Editorial

Divided by a comma

Friday, January 23, 2026

Attorneys deal with laws for a living. Bureaucrats work with regulations. Restaurateurs contend with heat, spice and the irregularity of natural ingredients. I work with words and, occasionally, punctuation.

One of the small but persistent details I run into daily is the long-running battle over the so-called serial comma, also known as the Oxford comma or the Harvard comma. It is a debate that refuses to die, largely because many of us were taught one way, then later discovered that the rules had quietly shifted.

In the 1950s and 1960s, particularly in private and parochial schools, English instruction was still grounded in what linguists call “prescriptive English”—a rule-driven approach shaped not only by early American norms but by much older European traditions. Grammar was taught less as a tool than as a discipline. Diagrammed sentences were closer to logic or mathematics than self-expression; something to be mastered, not negotiated.

Those textbooks trafficked in absolutes. Do not split infinitives. Do not end sentences with prepositions. Do not put a comma before the final conjunction in a simple series. I was taught, without ambiguity, a no-serial-comma rule rooted in traditional grammar: the comma was treated as functionally equivalent to “and” or “or,” so using both felt redundant—almost illogical, like saying “and and.”

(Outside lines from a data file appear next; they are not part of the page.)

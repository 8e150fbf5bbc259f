use anyhow::{Context, Result};
use cdpwrap::config::Config;
use cdpwrap::dispatch::ServiceCall;
use cdpwrap::poll::{StatusField, WaitSpec};
use cdpwrap::util::dumps;
use cdpwrap::{registry, CallOutcome, CdpError, CdpWrapper};
use clap::{Args as ClapArgs, Parser, Subcommand, ValueEnum};
use serde_json::{json, Map, Value};
use std::path::PathBuf;
use std::process::ExitCode;
use std::time::Duration;
use tracing::Level;
use tracing_subscriber::fmt::writer::MakeWriterExt;

/// Command line client for the CDP control plane
#[derive(Parser, Debug)]
#[command(name = "cdpwrap", version, about, long_about = None)]
struct Args {
    /// Control plane endpoint override
    #[arg(long, global = true)]
    endpoint: Option<String>,

    /// CDP region used to derive the endpoint
    #[arg(long, global = true)]
    region: Option<String>,

    /// Skip TLS certificate verification
    #[arg(long, global = true)]
    no_verify_tls: bool,

    /// Raise every remote error, even those a squelch rule would absorb
    #[arg(long, global = true)]
    strict: bool,

    /// Log level for debugging
    #[arg(long, value_enum, default_value = "off", global = true)]
    log_level: LogLevel,

    /// Output format
    #[arg(long, value_enum, default_value = "json", global = true)]
    output: OutputFormat,

    /// Remember endpoint, region and TLS choice for later runs
    #[arg(long, global = true)]
    save: bool,

    #[command(subcommand)]
    command: Command,
}

#[derive(Subcommand, Debug)]
enum Command {
    /// Call any operation directly
    Call {
        #[command(flatten)]
        target: Target,
        /// Child field of the response to return
        #[arg(long)]
        field: Option<String>,
        /// Print unmatched errors as output instead of failing
        #[arg(long)]
        return_error: bool,
    },
    /// Call a registered operation with its squelch rules and checks
    Op {
        #[command(flatten)]
        target: Target,
    },
    /// Poll a registered describe operation until it reaches a state
    Wait {
        #[command(flatten)]
        target: Target,
        /// Accepted state, repeatable; `None` waits for the object to disappear
        #[arg(long = "state", required = true)]
        states: Vec<String>,
        /// Status path in dot notation, defaults to `status`
        #[arg(long, conflicts_with = "heuristic")]
        field: Option<String>,
        /// Probe the usual status locations instead of a fixed path
        #[arg(long)]
        heuristic: bool,
        /// Seconds between polls
        #[arg(long, default_value_t = 15)]
        delay: u64,
        /// Seconds before giving up
        #[arg(long, default_value_t = 3600)]
        timeout: u64,
        /// Warn on failure states instead of stopping
        #[arg(long)]
        ignore_failures: bool,
    },
    /// List registered services, or the operations of one service
    Ops { service: Option<String> },
}

#[derive(ClapArgs, Debug)]
struct Target {
    service: String,
    operation: String,
    /// Parameter as key=value; values are parsed as JSON when possible
    #[arg(short = 'p', long = "param")]
    params: Vec<String>,
}

#[derive(Debug, Clone, Copy, ValueEnum)]
enum LogLevel {
    Off,
    Error,
    Warn,
    Info,
    Debug,
    Trace,
}

impl LogLevel {
    fn to_tracing_level(self) -> Option<Level> {
        match self {
            LogLevel::Off => None,
            LogLevel::Error => Some(Level::ERROR),
            LogLevel::Warn => Some(Level::WARN),
            LogLevel::Info => Some(Level::INFO),
            LogLevel::Debug => Some(Level::DEBUG),
            LogLevel::Trace => Some(Level::TRACE),
        }
    }
}

#[derive(Debug, Clone, Copy, ValueEnum)]
enum OutputFormat {
    Json,
    Yaml,
}

fn setup_logging(level: LogLevel) -> Result<Option<tracing_appender::non_blocking::WorkerGuard>> {
    let Some(tracing_level) = level.to_tracing_level() else {
        return Ok(None);
    };

    let log_path = get_log_path();

    if let Some(parent) = log_path.parent() {
        let _ = std::fs::create_dir_all(parent);
    }

    let file = std::fs::OpenOptions::new()
        .create(true)
        .append(true)
        .open(&log_path)
        .with_context(|| format!("Failed to open log file {}", log_path.display()))?;

    let (non_blocking, guard) = tracing_appender::non_blocking(file);

    tracing_subscriber::fmt()
        .with_max_level(tracing_level)
        .with_writer(non_blocking.with_max_level(tracing_level))
        .with_ansi(false)
        .with_target(true)
        .with_thread_ids(false)
        .with_file(true)
        .with_line_number(true)
        .init();

    tracing::info!("cdpwrap started with log level: {:?}", level);
    tracing::info!("Log file: {:?}", log_path);

    Ok(Some(guard))
}

fn get_log_path() -> PathBuf {
    if let Some(config_dir) = dirs::config_dir() {
        return config_dir.join("cdpwrap").join("cdpwrap.log");
    }
    if let Some(home) = dirs::home_dir() {
        return home.join(".cdpwrap").join("cdpwrap.log");
    }
    PathBuf::from("cdpwrap.log")
}

/// `key=value` pairs; values that parse as JSON keep their type
fn parse_params(raw: &[String]) -> Result<Map<String, Value>> {
    raw.iter()
        .map(|pair| {
            let (key, value) = pair
                .split_once('=')
                .with_context(|| format!("Parameter '{}' is not in key=value form", pair))?;
            let value = serde_json::from_str(value).unwrap_or_else(|_| Value::from(value));
            Ok((key.to_string(), value))
        })
        .collect()
}

fn error_json(error: &CdpError) -> Value {
    json!({
        "kind": error.kind.to_string(),
        "error_code": error.error_code,
        "status_code": error.status_code,
        "service": error.service,
        "operation": error.operation,
        "request_id": error.request_id,
        "violations": error.violations.as_ref().map(|v| v.to_string()),
        "message": error.message,
        "rc": error.rc,
    })
}

fn render(value: &Value, format: OutputFormat) -> Result<String> {
    Ok(match format {
        OutputFormat::Json => dumps(value),
        OutputFormat::Yaml => serde_yaml::to_string(value)?,
    })
}

fn outcome_json(outcome: CallOutcome) -> Value {
    match outcome {
        CallOutcome::Value(value) | CallOutcome::Suppressed { default: value } => value,
        CallOutcome::Error(error) => error_json(&error),
        CallOutcome::Empty => Value::Null,
    }
}

async fn run(args: &Args, wrapper: &CdpWrapper) -> cdpwrap::Result<Value> {
    let params = |target: &Target| {
        parse_params(&target.params).map_err(|e| CdpError::usage(e.to_string()))
    };

    match &args.command {
        Command::Call {
            target,
            field,
            return_error,
        } => {
            let mut call =
                ServiceCall::new(&target.service, &target.operation).params(params(target)?);
            if let Some(field) = field {
                call = call.field(field.as_str());
            }
            if *return_error {
                call = call.return_error();
            }
            Ok(outcome_json(wrapper.call(call).await?))
        },
        Command::Op { target } => {
            let outcome = wrapper
                .invoke(&target.service, &target.operation, params(target)?)
                .await?;
            Ok(outcome_json(outcome))
        },
        Command::Wait {
            target,
            states,
            field,
            heuristic,
            delay,
            timeout,
            ignore_failures,
        } => {
            let describe = registry::registered_call(&target.service, &target.operation, params(target)?)?;

            let mut spec = WaitSpec::new()
                .delay(Duration::from_secs(*delay))
                .timeout(Duration::from_secs(*timeout));
            for state in states {
                spec = if state == "None" {
                    spec.until_gone()
                } else {
                    spec.until(state.as_str())
                };
            }
            if *heuristic {
                spec = spec.field(StatusField::Heuristic);
            } else if let Some(field) = field {
                spec = spec.field(StatusField::path(field));
            }
            if *ignore_failures {
                spec = spec.ignore_failures();
            }

            Ok(wrapper
                .wait_for_call(describe, &spec)
                .await?
                .unwrap_or(Value::Null))
        },
        Command::Ops { service } => Ok(match service {
            Some(service) => json!(registry::operations_for(service)),
            None => json!(registry::services()),
        }),
    }
}

#[tokio::main]
async fn main() -> Result<ExitCode> {
    let args = Args::parse();

    let _log_guard = setup_logging(args.log_level)?;

    let mut config = Config::load();
    let mut wrapper_config = config
        .to_wrapper_config()
        .with_region(config.effective_region(args.region.as_deref()))
        .with_tls_verify(config.effective_tls_verify(args.no_verify_tls))
        .with_strict_errors(args.strict)
        .with_tls_warnings(true)
        .with_debug(matches!(args.log_level, LogLevel::Debug | LogLevel::Trace));
    wrapper_config.endpoint = config.effective_endpoint(args.endpoint.as_deref());

    if args.save {
        config.endpoint = wrapper_config.endpoint.clone();
        config.region = Some(wrapper_config.region.clone());
        config.tls_verify = Some(wrapper_config.tls_verify);
        config.save()?;
    }

    let wrapper = CdpWrapper::new(wrapper_config);
    tracing::info!("Using endpoint: {}", wrapper.endpoint());

    match run(&args, &wrapper).await {
        Ok(value) => {
            println!("{}", render(&value, args.output)?);
            Ok(ExitCode::SUCCESS)
        },
        Err(error) => {
            tracing::error!("{}", error);
            eprintln!("{}", render(&error_json(&error), args.output)?);
            Ok(ExitCode::from(u8::try_from(error.rc).unwrap_or(1)))
        },
    }
}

Interestingly, we were also taught not to begin sentences with “and” or “but,” a rule that has quietly faded, though some readers of a certain vintage will cringe when it appears.

Meanwhile, the serial comma did exist, but it lived elsewhere. It was standard in book publishing, reinforced by The Chicago Manual of Style, which mandated it for clarity. Editors used it. Authors rarely thought about it.

The shift came quietly in the late 1980s and 1990s. Chicago-style editing moved beyond book publishing into institutional reports, grant writing and other academic-adjacent work. Alongside this, higher education placed greater emphasis on standardized writing systems (APA, MLA, etc.)—uniform rules for footnoting, citations and sourcing that could be taught, enforced and replicated across disciplines. Those systems existed first to organize evidence and attribution, not to settle debates over commas, but once writing itself became standardized, expectations about punctuation followed. The practical effect was a gradual shift away from “never use it” toward “use it unless you have a reason not to.”

Newsrooms, however, never fully embraced the serial comma because it solved problems journalists rarely faced and introduced complications they preferred to avoid. Journalism developed under tight space constraints and unforgiving deadlines, where speed and consistency mattered more than stylistic refinement. The approach codified by Associated Press reflected that reality.

As academic and institutional writing gradually normalized the serial comma, journalism largely held its ground. The result today is an uneasy coexistence. While the serial comma remains outside standard news style, its use in the broader writing world has become common enough that grammar and editing tools often default to it. General grammar tools flag its absence and AP-aware tools often miss it. The result is a low-grade randomness that produces an odd amount of angst for a very small and very particular audience.

Perhaps that is the real lesson. The serial comma is neither hero nor villain. It is a reminder that rules change, often quietly, and that writers who cross disciplinary borders sometimes have to become bilingual. In the end, clarity still matters most, whether it comes from a comma or from rewriting the sentence entirely.